- [YOUR TASK] Keeping every line intact, print the records that follow.

- [DATA TO EXAMINE]
◇ ◇ ◇ ◇ ◇ ◇ ◇

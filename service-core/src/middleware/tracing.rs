use axum::http::{HeaderValue, Request as HttpRequest};
use axum::{extract::Request, middleware::Next, response::Response};
use tracing::Span;
use uuid::Uuid;

pub const REQUEST_ID_HEADER: &str = "x-request-id";

/// Ensures every request carries an `x-request-id`, generating one when the
/// caller did not, and echoes it on the response.
pub async fn request_id_middleware(mut req: Request, next: Next) -> Response {
    let request_id = req
        .headers()
        .get(REQUEST_ID_HEADER)
        .and_then(|h| h.to_str().ok())
        .map(|s| s.to_string())
        .unwrap_or_else(|| Uuid::new_v4().to_string());

    let header_value = HeaderValue::from_str(&request_id).ok();
    if let Some(value) = header_value.clone() {
        req.headers_mut().insert(REQUEST_ID_HEADER, value);
    }

    let mut response = next.run(req).await;

    if let Some(value) = header_value {
        response.headers_mut().insert(REQUEST_ID_HEADER, value);
    }

    response
}

/// Span factory for `TraceLayer::make_span_with`.
///
/// Identity fields are declared empty and filled in by the request context
/// extractor once the headers are parsed.
pub fn make_request_span<B>(request: &HttpRequest<B>) -> Span {
    let request_id = request
        .headers()
        .get(REQUEST_ID_HEADER)
        .and_then(|value| value.to_str().ok())
        .unwrap_or("-");

    tracing::info_span!(
        "http_request",
        request_id = %request_id,
        method = %request.method(),
        uri = %request.uri(),
        user_id = tracing::field::Empty,
        role = tracing::field::Empty,
        hostel_id = tracing::field::Empty,
    )
}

◇ ◇ ◇ ◇ ◇ ◇ ◇

- [RESPONSE BELOW]
filename service-core/src/middleware/tracing.rs
use axum::http::{HeaderValue, Request as HttpRequest};
use axum::{extract::Request, middleware::Next, response::Response};
use tracing::Span;
use uuid::Uuid;

pub const REQUEST_ID_HEADER: &str = "x-request-id";

/// Ensures every request carries an `x-request-id`, generating one when the
/// caller did not, and echoes it on the response.
pub async fn request_id_middleware(mut req: Request, next: Next) -> Response {
    let request_id = req
        .headers()
        .get(REQUEST_ID_HEADER)
        .and_then(|h| h.to_str().ok())
        .map(|s| s.to_string())
        .unwrap_or_else(|| Uuid::new_v4().to_string());

    let header_value = HeaderValue::from_str(&request_id).ok();
    if let Some(value) = header_value.clone() {
        req.headers_mut().insert(REQUEST_ID_HEADER, value);
    }

    let mut response = next.run(req).await;

    if let Some(value) = header_value {
        response.headers_mut().insert(REQUEST_ID_HEADER, value);
    }

    response
}

/// Span factory for `TraceLayer::make_span_with`.
///
/// Identity fields are declared empty and filled in by the request context
/// extractor once the headers are parsed.
pub fn make_request_span<B>(request: &HttpRequest<B>) -> Span {
    let request_id = request
        .headers()
        .get(REQUEST_ID_HEADER)
        .and_then(|value| value.to_str().ok())
        .unwrap_or("-");

    tracing::info_span!(
        "http_request",
        request_id = %request_id,
        method = %request.method(),
        uri = %request.uri(),
        user_id = tracing::field::Empty,
        role = tracing::field::Empty,
        hostel_id = tracing::field::Empty,
    )
}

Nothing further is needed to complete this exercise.